I wondered what my "too much" or "too little" of would be once word got around town about Terry's many affairs. If I had to guess, it would be that I was too cold, that I drove him away. It was my bitter bitchiness that forced him into the arms of another woman. That's what people would say. But what they wouldn't know is that it was the other way around. His affairs were what turned me cold. It was the only way for me to deal with his behavior and stay married to him. And why, you ask, would I want to stay married to a man who was cheating on me? Because of a promise. Because of a promise he made to me early on in our marriage; the promise of a life together despite life's many obstacles, hardships and disappointments. It was a promise that I couldn't let go of, because letting go of it, meant coming to terms with the one thing I had always wanted, but had never received. It was the only thing Terry's money couldn't buy me: a child.

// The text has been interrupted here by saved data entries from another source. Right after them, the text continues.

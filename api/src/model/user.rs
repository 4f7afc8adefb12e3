use chrono::{DateTime, Utc};
use derive_new::new;
use garde::Validate;
use kernel::model::{
    id::UserId,
    role::{Role, Section},
    user::{
        event::{CreateUser, UpdateUserPassword, UpdateUserProfile, UpdateUserRole},
        User,
    },
};
use serde::{Deserialize, Serialize};

#[derive(Serialize, Deserialize)]
#[serde(rename_all = "camelCase")]
pub struct UsersResponse {
    pub items: Vec<UserResponse>,
}

#[derive(Serialize, Deserialize)]
#[serde(rename_all = "camelCase")]
pub struct UserResponse {
    pub user_id: UserId,
    pub user_name: String,
    pub email: String,
    pub role: Role,
    pub phone: Option<String>,
    pub created_at: DateTime<Utc>,
}

impl From<User> for UserResponse {
    fn from(value: User) -> Self {
        let User {
            user_id,
            user_name,
            email,
            role,
            phone,
            created_at,
        } = value;
        Self {
            user_id,
            user_name,
            email,
            role,
            phone,
            created_at,
        }
    }
}

/// `GET /api/me` の応答。ロールに応じて表示できる画面の一覧も返す
#[derive(Serialize)]
#[serde(rename_all = "camelCase")]
pub struct CurrentUserResponse {
    #[serde(flatten)]
    pub user: UserResponse,
    pub sections: Vec<Section>,
}

impl From<User> for CurrentUserResponse {
    fn from(value: User) -> Self {
        let sections = Section::visible_to(value.role);
        Self {
            user: value.into(),
            sections,
        }
    }
}

#[derive(Deserialize, Validate)]
#[serde(rename_all = "camelCase")]
pub struct CreateUserRequest {
    #[garde(length(min = 1, max = 100))]
    user_name: String,
    #[garde(email)]
    email: String,
    #[garde(length(min = 6))]
    password: String,
}

// 新規登録ユーザーは常に USER ロールで作成する
impl From<CreateUserRequest> for CreateUser {
    fn from(value: CreateUserRequest) -> Self {
        let CreateUserRequest {
            user_name,
            email,
            password,
        } = value;
        CreateUser::new(user_name, email, password, Role::User)
    }
}

#[derive(Deserialize, Validate)]
#[serde(rename_all = "camelCase")]
pub struct UpdateUserProfileRequest {
    #[garde(length(min = 1, max = 100))]
    user_name: Option<String>,
    #[garde(length(max = 32))]
    phone: Option<String>,
}

#[derive(new)]
pub struct UpdateUserProfileRequestWithUserId(UserId, UpdateUserProfileRequest);
impl From<UpdateUserProfileRequestWithUserId> for UpdateUserProfile {
    fn from(value: UpdateUserProfileRequestWithUserId) -> Self {
        let UpdateUserProfileRequestWithUserId(user_id, UpdateUserProfileRequest { user_name, phone }) =
            value;
        UpdateUserProfile::new(user_id, user_name, phone)
    }
}

#[derive(Deserialize, Validate)]
#[serde(rename_all = "camelCase")]
pub struct UpdateUserPasswordRequest {
    #[garde(length(min = 1))]
    current_password: String,
    #[garde(length(min = 6))]
    new_password: String,
}

#[derive(new)]
pub struct UpdateUserPasswordRequestWithUserId(UserId, UpdateUserPasswordRequest);
impl From<UpdateUserPasswordRequestWithUserId> for UpdateUserPassword {
    fn from(value: UpdateUserPasswordRequestWithUserId) -> Self {
        let UpdateUserPasswordRequestWithUserId(
            user_id,
            UpdateUserPasswordRequest {
                current_password,
                new_password,
            },
        ) = value;
        UpdateUserPassword {
            user_id,
            current_password,
            new_password,
        }
    }
}

#[derive(Deserialize)]
#[serde(rename_all = "camelCase")]
pub struct UpdateUserRoleRequest {
    pub user_id: UserId,
    pub role: Role,
}

#[derive(new)]
pub struct UpdateUserRoleRequestWithActor(UserId, UpdateUserRoleRequest);
impl From<UpdateUserRoleRequestWithActor> for UpdateUserRole {
    fn from(value: UpdateUserRoleRequestWithActor) -> Self {
        let UpdateUserRoleRequestWithActor(requested_by, UpdateUserRoleRequest { user_id, role }) =
            value;
        UpdateUserRole::new(user_id, role, requested_by)
    }
}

When we were first married we dreamt of our life together and spoke of it often; all the places we would go, all the things we would see and do. He was just a med student when we were first married. Things were so different then, both our lifestyle and our love. I remember sitting on the linoleum floor of our modest one bedroom apartment, eating cold leftover pizza while I quizzed him on medical terminology. I often joked that if he actually became a doctor, he would have me to thank for it. "Behind every successful man, is a woman" I used to kid around with him as he'd grab me in his arms and nibble on my ear. We had no shame when it came to our PDA. But now, I couldn't tell you the last time Terry had touched me in public, or held my hand, or whispered something sweet in my ear. He reserved those tender moments for his mistresses. 

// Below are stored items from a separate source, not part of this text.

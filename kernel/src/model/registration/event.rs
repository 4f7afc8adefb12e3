use crate::model::{
    id::{EventId, RegistrationId, UserId},
    registration::RegistrationStatus,
};
use derive_new::new;

#[derive(new)]
pub struct CreateRegistration {
    pub event_id: EventId,
    pub user_id: UserId,
}

#[derive(new)]
pub struct CancelRegistration {
    pub event_id: EventId,
    pub user_id: UserId,
}

#[derive(new)]
pub struct UpdateRegistrationStatus {
    pub registration_id: RegistrationId,
    pub status: RegistrationStatus,
    pub requested_by: UserId,
}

The irony was that he was always the one who threatened to leave if I ever cheated. "If you cheated, that would be it! Our marriage would be over!" he said to me on our honeymoon as we sat sharing a slice of huckleberry pie in a diner on our way to a bed and breakfast in upstate New York. And I believed him. He made it sound so convincing. But who knows, perhaps in the beginning he actually meant what he said, but that all changed when he became a doctor. Power and money have a way of changing a man, and Terry, despite being brilliant, was no exception to the rule. That may have been the thing that disappointed me the most about him: that he was so extraordinarily ordinary, that he became the stereotypical cheating husband. The amazing Dr. Terry Patrick wound up being so...average. But I have to admit that my disappointment wasn't just in him, it was in myself for believing he was someone that he wasn't, for not seeing him for who he really was, for believing that our marriage was different, for believing that he was different than every other lying cheating man out there, for being the stereotypical wife who forgives her lying cheating husband. But it was hard not to believe what he said.  There was something about Terry: the way he looked at me, the things he said to me. I was his whole world, and then one day, we decided it was time to add another to our world.

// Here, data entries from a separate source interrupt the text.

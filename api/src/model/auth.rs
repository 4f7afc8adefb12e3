use garde::Validate;
use serde::{Deserialize, Serialize};

use super::user::UserResponse;

#[derive(Deserialize, Validate)]
#[serde(rename_all = "camelCase")]
pub struct LoginRequest {
    #[garde(email)]
    pub email: String,
    #[garde(length(min = 1))]
    pub password: String,
}

#[derive(Serialize)]
#[serde(rename_all = "camelCase")]
pub struct SessionResponse {
    pub authenticated: bool,
    pub user: UserResponse,
}

#[derive(Serialize)]
pub struct LogoutResponse {
    pub success: bool,
}
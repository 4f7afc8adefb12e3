pub mod auth;
pub mod event;
pub mod registration;
pub mod user;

After his residency, we started what would become a very long and painful journey towards having a child. In the beginning, it was fun. Our passion knew no bounds, having a quickie at the hospital or in the bathroom at a friend's party. Dinners out together were spent discussing what our imaginary child would be like and look like, wondering which traits the child would inherit and whether it would be a boy or a girl. At first, we both wanted a boy. We thought a boy would be easier, and while Terry would never admit this, his ego was so huge by then that I think he felt the need to have a male in order to carry on his name and his legacy. He seemed to care less about the desire to nurture a child and more about the desire to nurture his ego. He wanted to have a mini me version of himself in order to reflect his own greatness. It was one of the reasons he refused to adopt. According to him, he didn't want to risk having a mediocre child.